SINDROME DE LA ACTRIZ PORNO


Los sicólogos se han quedado del tren. Hubo un tiempo en que lo sabían todo sobre nuestra psiquis, sobre nuestras angustias latentes y nuestros más ocultos deseos reprimidos. Hoy van como a la saga, perdidos entre la loca y desesperada multitud. Considero que así como existen el síndrome de Estocolmo y el de Asperger, debería existir el síndrome de Esperanza Gómez. Razones no me falta para inventarlo, sin siquiera patentarlo, a partir de estas líneas impregnadas de furor y admiración incondicional.

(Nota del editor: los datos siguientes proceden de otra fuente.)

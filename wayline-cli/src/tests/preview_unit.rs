//! Focused unit tests covering preview configuration and rendering.

use super::helpers::{HARBOUR_REGISTRY, Workspace, split_output};
use super::*;
use crate::preview::{
    PREVIEW_CONTAINER, PreviewConfig, config_from_layers_for_test, render_preview,
    run_preview_with,
};
use rstest::{fixture, rstest};
use wayline_core::{LocationInput, RawCoordinate, SELECT_ROUTE_MESSAGE, UNKNOWN_LOCATION_MESSAGE};

#[fixture]
fn args() -> PreviewArgs {
    PreviewArgs {
        from: Some("Centralstationen".to_owned()),
        to: Some("Lindholmen".to_owned()),
        ..PreviewArgs::default()
    }
}

fn config(origin: &str, destination: &str) -> PreviewConfig {
    PreviewConfig {
        origin: LocationInput::named(origin),
        destination: LocationInput::named(destination),
        registry: None,
        speed_kmh: None,
        output: None,
    }
}

#[rstest]
#[case::origin(ARG_FROM, ENV_FROM)]
#[case::destination(ARG_TO, ENV_TO)]
fn converting_without_endpoint_errors(
    args: PreviewArgs,
    #[case] missing: &'static str,
    #[case] expected_env: &'static str,
) {
    let incomplete = if missing == ARG_FROM {
        PreviewArgs { from: None, ..args }
    } else {
        PreviewArgs { to: None, ..args }
    };

    let err = PreviewConfig::try_from(incomplete).expect_err("missing endpoint should error");
    match err {
        CliError::MissingArgument { field, env } => {
            assert_eq!(field, missing);
            assert_eq!(env, expected_env);
        }
        other => panic!("expected MissingArgument, found {other:?}"),
    }
}

#[rstest]
fn positions_are_attached_to_named_inputs(args: PreviewArgs) {
    let with_positions = PreviewArgs {
        from_position: Some("57.7, 11.9".to_owned()),
        to_position: Some("NaN,11.95".to_owned()),
        ..args
    };

    let config = PreviewConfig::try_from(with_positions).expect("config should build");
    assert_eq!(config.origin.name, "Centralstationen");
    assert_eq!(
        config.origin.position,
        Some(RawCoordinate {
            latitude: 57.7,
            longitude: 11.9,
        })
    );
    let destination = config.destination.position.expect("position kept");
    assert!(destination.latitude.is_nan());
}

#[rstest]
#[case::no_comma("57.7")]
#[case::not_a_number("north,11.9")]
#[case::empty("")]
fn malformed_positions_are_rejected(args: PreviewArgs, #[case] raw: &str) {
    let malformed = PreviewArgs {
        from_position: Some(raw.to_owned()),
        ..args
    };

    let err = PreviewConfig::try_from(malformed).expect_err("position should be rejected");
    match err {
        CliError::InvalidPosition { field, value } => {
            assert_eq!(field, ARG_FROM_POSITION);
            assert_eq!(value, raw);
        }
        other => panic!("expected InvalidPosition, found {other:?}"),
    }
}

#[rstest]
#[case::zero(0.0)]
#[case::negative(-10.0)]
#[case::infinite(f64::INFINITY)]
fn non_positive_speed_is_rejected(args: PreviewArgs, #[case] speed: f64) {
    let err = PreviewConfig::try_from(PreviewArgs {
        speed: Some(speed),
        ..args
    })
    .expect_err("speed should be rejected");
    assert!(matches!(err, CliError::InvalidSpeed { .. }));
}

#[rstest]
fn renders_builtin_route() {
    let preview = render_preview(&config("Centralstationen", "Lindholmen")).expect("preview");
    assert_eq!(preview.summary, "Centralstationen → Lindholmen: 2.6 km · 3 min");
    assert_eq!(preview.collection["type"], "FeatureCollection");
    assert_eq!(preview.collection["view"]["container"], PREVIEW_CONTAINER);
    let features = preview.collection["features"]
        .as_array()
        .expect("features array");
    let lines = features
        .iter()
        .filter(|feature| feature["geometry"]["type"] == "LineString")
        .count();
    assert_eq!(lines, 2);
}

#[rstest]
fn slower_speed_lengthens_eta() {
    let slow = PreviewConfig {
        speed_kmh: Some(25.0),
        ..config("Centralstationen", "Lindholmen")
    };
    let preview = render_preview(&slow).expect("preview");
    assert!(preview.summary.ends_with("2.6 km · 6 min"), "{}", preview.summary);
}

#[rstest]
fn degraded_route_is_flagged() {
    let preview = render_preview(&config("Centralstationen", "Atlantis")).expect("preview");
    assert!(preview.summary.contains("approximate"), "{}", preview.summary);
}

#[rstest]
#[case::unknown_pair("Atlantis", "Lemuria", UNKNOWN_LOCATION_MESSAGE)]
#[case::blank_origin("", "Lindholmen", SELECT_ROUTE_MESSAGE)]
fn views_without_route_error(
    #[case] origin: &str,
    #[case] destination: &str,
    #[case] expected: &str,
) {
    let err = render_preview(&config(origin, destination)).expect_err("nothing to preview");
    match err {
        CliError::NoRoute { message } => assert_eq!(message, expected),
        other => panic!("expected NoRoute, found {other:?}"),
    }
}

#[rstest]
fn registry_file_replaces_builtin_locations() {
    let workspace = Workspace::new();
    let registry = workspace.write("places.json", HARBOUR_REGISTRY);
    let with_registry = PreviewConfig {
        registry: Some(registry),
        ..config("Harbour", "Museum")
    };

    let preview = render_preview(&with_registry).expect("preview");
    assert!(!preview.summary.contains("approximate"), "{}", preview.summary);

    let builtin_only = render_preview(&PreviewConfig {
        registry: None,
        ..with_registry
    })
    .expect_err("neither name is built in");
    assert_eq!(no_route_message(&builtin_only), Some(UNKNOWN_LOCATION_MESSAGE));
}

fn no_route_message(err: &CliError) -> Option<&'static str> {
    match err {
        CliError::NoRoute { message } => Some(*message),
        _ => None,
    }
}

#[rstest]
fn unreadable_registry_maps_to_load_error() {
    let workspace = Workspace::new();
    let missing = PreviewConfig {
        registry: Some(workspace.path("absent.json")),
        ..config("Harbour", "Museum")
    };
    let err = render_preview(&missing).expect_err("registry is missing");
    assert!(matches!(err, CliError::LoadRegistry(_)));
}

#[rstest]
#[case::missing_file("absent.json")]
#[case::missing_directory("nowhere/absent.json")]
#[case::directory("places")]
fn registry_must_name_an_existing_file(args: PreviewArgs, #[case] relative: &str) {
    let workspace = Workspace::new();
    std::fs::create_dir(workspace.path("places").as_std_path()).expect("create directory");
    let mut buffer = Vec::new();
    let err = run_preview_with(
        PreviewArgs {
            registry: Some(workspace.path(relative)),
            ..args
        },
        &mut buffer,
    )
    .expect_err("registry path is rejected before loading");
    match err {
        CliError::RegistryPathNotFile { field, path } => {
            assert_eq!(field, ARG_REGISTRY);
            assert_eq!(path, workspace.path(relative));
        }
        other => panic!("expected RegistryPathNotFile, found {other:?}"),
    }
    assert!(buffer.is_empty());
}

#[rstest]
fn writes_geojson_then_summary_to_stdout(args: PreviewArgs) {
    let mut buffer = Vec::new();
    run_preview_with(args, &mut buffer).expect("preview succeeds");

    let output = String::from_utf8(buffer).expect("stdout utf-8");
    let (collection, summary) = split_output(&output);
    assert_eq!(collection["type"], "FeatureCollection");
    assert_eq!(summary, "Centralstationen → Lindholmen: 2.6 km · 3 min");
}

#[rstest]
fn writes_geojson_to_output_file(args: PreviewArgs) {
    let workspace = Workspace::new();
    let output = workspace.path("out/route.geojson");
    let mut buffer = Vec::new();
    run_preview_with(
        PreviewArgs {
            output: Some(output.clone()),
            ..args
        },
        &mut buffer,
    )
    .expect("preview succeeds");

    let stdout = String::from_utf8(buffer).expect("stdout utf-8");
    assert_eq!(stdout, "Centralstationen → Lindholmen: 2.6 km · 3 min\n");
    let written = std::fs::read_to_string(output.as_std_path()).expect("output written");
    let collection: serde_json::Value = serde_json::from_str(&written).expect("GeoJSON file");
    assert_eq!(collection["type"], "FeatureCollection");
}

#[rstest]
fn merge_layers_maps_configuration_errors() {
    use ortho_config::MergeComposer;
    use serde_json::json;

    let mut composer = MergeComposer::new();
    composer.push_cli(json!({ "from": 42 }));

    let err = config_from_layers_for_test(composer.layers())
        .expect_err("invalid config layer should map to CliError::Configuration");
    match err {
        CliError::Configuration(_) => {}
        other => panic!("expected CliError::Configuration, found {other:?}"),
    }
}

#[rstest]
fn merge_layers_honours_precedence() {
    use ortho_config::MergeComposer;
    use serde_json::json;

    let mut composer = MergeComposer::new();
    composer.push_file(
        json!({
            "from": "Liseberg",
            "to": "Chalmers",
            "speed": 30.0,
        }),
        None,
    );
    composer.push_environment(json!({
        "to": "Lindholmen",
    }));
    composer.push_cli(json!({
        "from": "Centralstationen",
    }));

    let config =
        config_from_layers_for_test(composer.layers()).expect("merged config should build");
    assert_eq!(config.origin, LocationInput::named("Centralstationen"));
    assert_eq!(config.destination, LocationInput::named("Lindholmen"));
    assert_eq!(config.speed_kmh, Some(30.0));
    assert!(config.output.is_none());
}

¿En qué vendría a consistir el síndrome de Esperanza Gómez? No me atrevo a aventurar mucho. No tengo un pelo de sicólogo, además que perdí toda la cabellera antes de los cuarenta. Bien vale la pena especular un poco al respecto. Creo que este síndrome tiene que ver con las ganas de tener una actriz porno en la casa. Una mujer que tenga más valores de los acostumbrados. Primero que todo, debe tener un valor decorativo. En segundo lugar, debe tener una memoria del cuerpo adaptativa, sintonizada con las circunstancias y azares de nuestra fantasía sexual. Debe estar en capacidad de hacer el amor a la intemperie, entre los mendigos borrachos y las palomas de la plaza de Bolívar, a la madrugada de un 1 de enero. Debe saber cocinar con picante mexicano, vinagre del Gólgota, chocolate español y ramas de albahaca de Los Andes. Finalmente, debe ser una buena mujer que no pone cachos a discreción, sino que comparte el gozo de la pareja con todo el vecindario. Es decir, que practique una especie de sexo comunitario, ahora que está tan de moda la palabra inclusión.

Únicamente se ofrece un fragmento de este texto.